The air, sea and land restrictions imposed by Saudi Arabia, the United Arab Emirates, Bahrain and Egypt have not so far affected maritime routes for Qatari LNG vessels which can pass through the Strait of Hormuz.
Any disruption to Qatar’s LNG exports could anger the European Union.
“If Qatar gas finds it increasingly difficult to reach world markets, especially Europe, then the European Union may feel threatened by the prospect of having to depend on more Russian gas imports, a decision that is highly fraught politically in many EU capitals,” Kuwait Financial Center said in a report on Monday.
Qatar also pumps more than two billion cubic feet of gas daily through a pipeline to the UAE mainly for power generation. A small part of the pipeline exports goes to Oman.
So any disruption to Qatar’s gas supplies would be painful for several countries.
And a serious escalation of Gulf tensions or a military confrontation – while seen as highly unlikely – could cause energy prices to soar.
“If the conflict develops into a military confrontation … I would expect a very large spike in prices to around $150 a barrel of oil,” from below $50 per barrel now, Seznec said.

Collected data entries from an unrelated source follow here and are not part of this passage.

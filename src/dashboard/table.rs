//! Server table: one row per server list entry, filled in as polls complete

use crate::dashboard::link::Link;

/// Column identifiers and headings, in display order
pub const COLUMNS: [(&str, &str); 7] = [
    ("server-name", "Server"),
    ("api-version", "BCDice-API"),
    ("lib-version", "BCDice"),
    ("response-time", "Response"),
    ("admin-name", "Admin"),
    ("admin-url", "Web"),
    ("admin-email", "Email"),
];

#[derive(Debug, Clone, Default, PartialEq, Eq)]
pub enum Cell {
    /// Not filled in (yet)
    #[default]
    Empty,
    Text(String),
    Link(Link),
}

impl Cell {
    pub fn text(text: impl Into<String>) -> Self {
        Cell::Text(text.into())
    }

    pub fn is_empty(&self) -> bool {
        matches!(self, Cell::Empty)
    }

    pub fn as_link(&self) -> Option<&Link> {
        match self {
            Cell::Link(link) => Some(link),
            _ => None,
        }
    }
}

/// State of one server's row
#[derive(Debug, Clone, PartialEq, Eq)]
pub struct RowState {
    pub base_url: String,
    pub name: Cell,
    pub api_version: Cell,
    pub library_version: Cell,
    pub response_time: Cell,
    pub admin_name: Cell,
    pub admin_url: Cell,
    pub admin_email: Cell,
}

impl RowState {
    /// Placeholder row: the base URL as name, everything else empty
    pub fn new(base_url: &str) -> Self {
        Self {
            base_url: base_url.to_string(),
            name: Cell::text(base_url),
            api_version: Cell::Empty,
            library_version: Cell::Empty,
            response_time: Cell::Empty,
            admin_name: Cell::Empty,
            admin_url: Cell::Empty,
            admin_email: Cell::Empty,
        }
    }

    /// Cells in [`COLUMNS`] order
    pub fn cells(&self) -> [&Cell; 7] {
        [
            &self.name,
            &self.api_version,
            &self.library_version,
            &self.response_time,
            &self.admin_name,
            &self.admin_url,
            &self.admin_email,
        ]
    }
}

/// Rows in list order, one per entry
#[derive(Debug, Clone, Default, PartialEq, Eq)]
pub struct ServerTable {
    rows: Vec<RowState>,
}

impl ServerTable {
    /// Create a placeholder row per list entry. A base URL listed twice gets
    /// two rows.
    pub fn render(servers: &[String]) -> Self {
        let rows = servers.iter().map(|server| RowState::new(server)).collect();
        Self { rows }
    }

    pub fn len(&self) -> usize {
        self.rows.len()
    }

    pub fn is_empty(&self) -> bool {
        self.rows.is_empty()
    }

    /// First row for `base_url`
    pub fn row(&self, base_url: &str) -> Option<&RowState> {
        self.rows.iter().find(|row| row.base_url == base_url)
    }

    pub fn rows(&self) -> impl Iterator<Item = &RowState> {
        self.rows.iter()
    }

    pub fn rows_mut(&mut self) -> impl Iterator<Item = &mut RowState> {
        self.rows.iter_mut()
    }
}
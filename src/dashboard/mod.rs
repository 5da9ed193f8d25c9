//! Dashboard assembly
//!
//! ```text
//! ┌─────────────┐     ┌─────────────┐     ┌─────────────┐
//! │  Releases   │────▶│   Server    │────▶│    Table    │
//! │ (baseline)  │     │    list     │     │  (rows)     │
//! └─────────────┘     └─────────────┘     └─────────────┘
//!        │                                       │
//!        ▼                                       ▼
//! ┌─────────────┐                         ┌─────────────┐
//! │    Link     │◀────────────────────────│   Poller    │
//! │   builder   │                         │ (per row)   │
//! └─────────────┘                         └─────────────┘
//! ```
//!
//! # Modules
//!
//! - [`controller`]: Runs the stages in order and produces a [`DashboardReport`]
//! - [`link`]: Kind-specific link construction and latest-release marking
//! - [`poller`]: Concurrent version/admin queries, one future per row
//! - [`table`]: Row and cell model

pub mod controller;
pub mod link;
pub mod poller;
pub mod table;

pub use controller::{Dashboard, DashboardReport, LogObserver, Stage, StageObserver};
pub use table::{Cell, RowState, ServerTable};
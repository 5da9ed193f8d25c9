//! Standalone HTML page

use crate::dashboard::DashboardReport;
use crate::dashboard::link::{Link, LinkContent};
use crate::dashboard::table::{COLUMNS, Cell};
use crate::resolve::servers::ListSource;

const FONT_AWESOME_CSS: &str = "https://use.fontawesome.com/releases/v5.15.4/css/all.css";

const STYLE: &str = "\
body { font-family: sans-serif; margin: 1em 2em; }
table { border-collapse: collapse; margin-bottom: 1em; }
th, td { border: 1px solid #ccc; padding: 0.25em 0.75em; text-align: left; }
td.response-time { text-align: right; }
footer { color: #888; font-size: small; }
";

const CLIPBOARD_SCRIPT: &str = "\
function toClipBoard(text) {
  navigator.clipboard.writeText(text).then(function () { alert('Copied!'); });
}
";

/// Render the report as a complete HTML document
pub fn render(report: &DashboardReport) -> String {
    let mut html = String::new();

    html.push_str("<!DOCTYPE html>\n<html lang=\"en\">\n<head>\n");
    html.push_str("<meta charset=\"utf-8\">\n");
    html.push_str("<title>BCDice-API server status</title>\n");
    html.push_str(&format!(
        "<link rel=\"stylesheet\" href=\"{}\">\n",
        FONT_AWESOME_CSS
    ));
    html.push_str(&format!(
        "<style>\n{}{}</style>\n",
        STYLE,
        latest_style(report)
    ));
    html.push_str(&format!("<script>\n{}</script>\n", CLIPBOARD_SCRIPT));
    html.push_str("</head>\n<body>\n");

    html.push_str("<div id=\"header\">");
    if report.source == ListSource::Remote {
        html.push_str(&format!(
            "Server list: <a href=\"{0}\">{0}</a>",
            escape(&report.server_list_url)
        ));
    }
    html.push_str("</div>\n");

    html.push_str("<table id=\"latest-release\">\n");
    for (component, cell) in &report.release_cells {
        let class = match component.class_prefix() {
            "api" => "api-version",
            _ => "lib-version",
        };
        html.push_str(&format!(
            "<tr><th>{}</th><td class=\"{} target\">{}</td></tr>\n",
            escape(component.label()),
            class,
            render_cell(cell)
        ));
    }
    html.push_str("</table>\n");

    html.push_str(&format!(
        "<p id=\"status\">{}</p>\n",
        escape(&report.status.to_string())
    ));

    html.push_str("<table id=\"versions\">\n<thead><tr>");
    for (_, heading) in COLUMNS {
        html.push_str(&format!("<th>{}</th>", escape(heading)));
    }
    html.push_str("</tr></thead>\n<tbody>\n");
    for row in report.table.rows() {
        html.push_str("<tr>");
        for ((class, _), cell) in COLUMNS.iter().zip(row.cells()) {
            html.push_str(&format!(
                "<td class=\"{}\">{}</td>",
                class,
                render_cell(cell)
            ));
        }
        html.push_str("</tr>\n");
    }
    html.push_str("</tbody>\n</table>\n");

    html.push_str(&format!(
        "<footer>Generated at {}</footer>\n",
        report.generated_at.format("%Y-%m-%d %H:%M:%S UTC")
    ));
    html.push_str("</body>\n</html>\n");

    html
}

/// Bold rule for each latest release class
fn latest_style(report: &DashboardReport) -> String {
    report
        .release_cells
        .iter()
        .filter_map(|(_, cell)| cell.as_link())
        .filter_map(|link| link.release.as_ref())
        .map(|release| format!(".{} {{ font-weight: bold; }}\n", release.class()))
        .collect()
}

fn render_cell(cell: &Cell) -> String {
    match cell {
        Cell::Empty => String::new(),
        Cell::Text(text) => escape(text),
        Cell::Link(link) => render_link(link),
    }
}

fn render_link(link: &Link) -> String {
    let mut attrs = format!("href=\"{}\"", escape(&link.href));

    let mut classes = Vec::new();
    if let Some(release) = &link.release {
        classes.push(release.class());
    }
    if link.latest {
        classes.push("latest".to_string());
    }
    if !classes.is_empty() {
        attrs.push_str(&format!(" class=\"{}\"", classes.join(" ")));
    }
    if link.new_context {
        attrs.push_str(" target=\"_blank\" rel=\"noopener\"");
    }

    let content = match &link.content {
        LinkContent::Text(text) => escape(text),
        LinkContent::Icon(icon) => format!("<i class=\"{}\"></i>", escape(icon)),
    };

    format!("<a {}>{}</a>", attrs, content)
}

fn escape(text: &str) -> String {
    let mut escaped = String::with_capacity(text.len());
    for c in text.chars() {
        match c {
            '&' => escaped.push_str("&amp;"),
            '<' => escaped.push_str("&lt;"),
            '>' => escaped.push_str("&gt;"),
            '"' => escaped.push_str("&quot;"),
            '\'' => escaped.push_str("&#39;"),
            _ => escaped.push(c),
        }
    }
    escaped
}
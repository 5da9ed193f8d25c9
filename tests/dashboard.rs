//! Dashboard E2E tests against a fake fetcher

mod helper;

use std::time::Duration;

use serde_json::json;

use bcdice_status::config::{DashboardConfig, STATIC_SERVER_LIST};
use bcdice_status::dashboard::link::LinkContent;
use bcdice_status::dashboard::{Cell, Dashboard, LogObserver, Stage};
use bcdice_status::fetch::FetchError;
use bcdice_status::render::{OutputFormat, render};
use bcdice_status::resolve::{LatestRelease, ListSource};
use helper::FakeFetcher;

const API_RELEASE_URL: &str = "https://api.github.com/repos/ysakasin/bcdice-api/releases/latest";
const LIBRARY_RELEASE_URL: &str = "https://api.github.com/repos/bcdice/BCDice/releases/latest";
const SERVER_LIST_URL: &str =
    "https://raw.githubusercontent.com/bcdice/bcdice-api-servers/master/servers.yaml";

fn with_releases(fetcher: FakeFetcher) -> FakeFetcher {
    fetcher
        .with_json(API_RELEASE_URL, json!({"tag_name": "1.2.3"}))
        .with_json(LIBRARY_RELEASE_URL, json!({"tag_name": "v4.5.0"}))
}

#[tokio::test]
async fn run_renders_one_row_per_server_and_isolates_failures() {
    let fetcher = with_releases(FakeFetcher::new())
        .with_text(SERVER_LIST_URL, "- https://a.example\n- https://b.example\n")
        .with_json(
            "https://a.example/v1/version",
            json!({"api": "1.2.3", "bcdice": "4.5.0"}),
        )
        .with_json("https://a.example/v1/admin", json!({"name": "ops"}))
        .with_error(
            "https://b.example/v1/version",
            FetchError::Network("connection refused".to_string()),
        );
    let config = DashboardConfig::default();

    let report = Dashboard::new(&fetcher, &config, &LogObserver).run().await;

    assert_eq!(report.table.len(), 2);
    let rows: Vec<_> = report.table.rows().collect();

    assert_eq!(rows[0].base_url, "https://a.example");
    let api = rows[0].api_version.as_link().unwrap();
    assert_eq!(api.content, LinkContent::Text("1.2.3".to_string()));
    assert!(api.latest);
    let library = rows[0].library_version.as_link().unwrap();
    assert_eq!(library.content, LinkContent::Text("4.5.0".to_string()));
    assert!(library.latest);
    assert_eq!(rows[0].admin_name, Cell::text("ops"));

    assert_eq!(rows[1].base_url, "https://b.example");
    assert_eq!(rows[1].api_version, Cell::text("Error"));
    assert_eq!(rows[1].library_version, Cell::text("Error"));
    assert!(rows[1].response_time.is_empty());

    assert_eq!(report.source, ListSource::Remote);
    assert_eq!(report.status, Stage::Done);
}

#[tokio::test]
async fn run_resolves_releases_before_server_list_before_polling() {
    let fetcher = with_releases(FakeFetcher::new())
        .with_text(SERVER_LIST_URL, "- https://a.example\n")
        .with_json(
            "https://a.example/v1/version",
            json!({"api": "1.2.3", "bcdice": "4.5.0"}),
        )
        .with_json("https://a.example/v1/admin", json!({}));
    let config = DashboardConfig::default();

    Dashboard::new(&fetcher, &config, &LogObserver).run().await;

    let requests = fetcher.requests();
    assert_eq!(requests.len(), 5);
    let mut releases = requests[..2].to_vec();
    releases.sort();
    let mut expected = vec![API_RELEASE_URL, LIBRARY_RELEASE_URL];
    expected.sort();
    assert_eq!(releases, expected);
    assert_eq!(requests[2], SERVER_LIST_URL);
    assert_eq!(requests[3], "https://a.example/v1/version");
    assert_eq!(requests[4], "https://a.example/v1/admin");
}

#[tokio::test]
async fn run_keeps_and_polls_a_row_per_duplicate_entry() {
    let fetcher = with_releases(FakeFetcher::new())
        .with_text(
            SERVER_LIST_URL,
            "- https://a.example\n- https://b.example\n- https://a.example\n",
        )
        .with_json(
            "https://a.example/v1/version",
            json!({"api": "1.2.3", "bcdice": "4.5.0"}),
        )
        .with_json("https://a.example/v1/admin", json!({"name": "ops"}))
        .with_json(
            "https://b.example/v1/version",
            json!({"api": "1.2.3", "bcdice": "4.5.0"}),
        )
        .with_json("https://b.example/v1/admin", json!({"name": "ops"}));
    let config = DashboardConfig::default();

    let report = Dashboard::new(&fetcher, &config, &LogObserver).run().await;

    assert_eq!(report.table.len(), 3);
    let base_urls: Vec<_> = report.table.rows().map(|row| row.base_url.as_str()).collect();
    assert_eq!(
        base_urls,
        vec!["https://a.example", "https://b.example", "https://a.example"]
    );
    for row in report.table.rows() {
        assert!(row.api_version.as_link().unwrap().latest);
        assert_eq!(row.admin_name, Cell::text("ops"));
    }

    let version_requests = fetcher
        .requests()
        .iter()
        .filter(|url| *url == "https://a.example/v1/version")
        .count();
    assert_eq!(version_requests, 2);

    let html = render(&report, OutputFormat::Html);
    assert_eq!(html.matches("<td class=\"server-name\">").count(), 3);
}

#[tokio::test]
async fn run_falls_back_to_static_list() {
    let fetcher = with_releases(FakeFetcher::new()).with_error(
        SERVER_LIST_URL,
        FetchError::Timeout(Duration::from_millis(1000)),
    );
    let config = DashboardConfig::default();

    let report = Dashboard::new(&fetcher, &config, &LogObserver).run().await;

    assert_eq!(report.source, ListSource::Fallback);
    let base_urls: Vec<_> = report.table.rows().map(|row| row.base_url.as_str()).collect();
    assert_eq!(base_urls, STATIC_SERVER_LIST.to_vec());

    let html = render(&report, OutputFormat::Html);
    assert!(html.contains("<div id=\"header\"></div>"));
    assert_eq!(html.matches("<td class=\"server-name\">").count(), 6);
}

#[tokio::test]
async fn run_marks_timed_out_server_only() {
    let fetcher = with_releases(FakeFetcher::new())
        .with_text(
            SERVER_LIST_URL,
            "- https://a.example\n- https://slow.example\n- https://c.example\n",
        )
        .with_json(
            "https://a.example/v1/version",
            json!({"api": "1.2.2", "bcdice": "4.5.0"}),
        )
        .with_error(
            "https://slow.example/v1/version",
            FetchError::Timeout(Duration::from_millis(5000)),
        )
        .with_json(
            "https://c.example/v1/version",
            json!({"api": "1.2.3", "bcdice": "v4.5.0"}),
        )
        .with_error(
            "https://c.example/v1/admin",
            FetchError::Timeout(Duration::from_millis(10000)),
        );
    let config = DashboardConfig::default();

    let report = Dashboard::new(&fetcher, &config, &LogObserver).run().await;

    let slow = report.table.row("https://slow.example").unwrap();
    assert_eq!(slow.api_version, Cell::text("Timeout"));
    assert_eq!(slow.library_version, Cell::text("Timeout"));

    let a = report.table.row("https://a.example").unwrap();
    assert!(!a.api_version.as_link().unwrap().latest);
    assert!(a.library_version.as_link().unwrap().latest);
    assert_eq!(a.admin_name, Cell::text("Error"));

    let c = report.table.row("https://c.example").unwrap();
    assert!(c.api_version.as_link().unwrap().latest);
    assert!(c.library_version.as_link().unwrap().latest);
    assert_eq!(c.admin_name, Cell::text("Timeout"));
}

#[tokio::test]
async fn run_keeps_polling_when_releases_fail() {
    let fetcher = FakeFetcher::new()
        .with_error(
            API_RELEASE_URL,
            FetchError::Timeout(Duration::from_millis(5000)),
        )
        .with_text(SERVER_LIST_URL, "- https://a.example\n")
        .with_json(
            "https://a.example/v1/version",
            json!({"api": "1.2.3", "bcdice": "4.5.0"}),
        );
    let config = DashboardConfig::default();

    let report = Dashboard::new(&fetcher, &config, &LogObserver).run().await;

    assert_eq!(report.releases.api, LatestRelease::Timeout);
    assert_eq!(report.releases.library, LatestRelease::Error);
    let row = report.table.row("https://a.example").unwrap();
    assert!(!row.api_version.as_link().unwrap().latest);
    assert!(!row.library_version.as_link().unwrap().latest);

    let text = render(&report, OutputFormat::Text);
    assert!(text.starts_with("Latest releases: BCDice-API Timeout, BCDice Error\n"));
}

Gas prices would also increase several-fold, he added.
This would be accompanied by a major leap in insurance premiums.
For oil prices to triple as predicted by Seznec, the conflict must disrupt oil and gas supply lines from most of the Gulf nations, including Saudi Arabia, the world’s largest crude exporter.
The six Gulf Cooperation Council (GCC) states – Bahrain, Kuwait, Oman, Qatar, Saudi Arabia and the UAE – account for a fifth of global crude exports or about 13 million barrels per day.
Income from energy exports makes up over 80 percent of public revenues for the six members.
Raghu said an escalation of the crisis could mean “sea routes getting blocked and cost of transshipment of global gas rising”.
Major importers of Qatari LNG like Japan, South Korea and India may face shortages of supplies leading to a scramble for alternative suppliers in the long term, he said.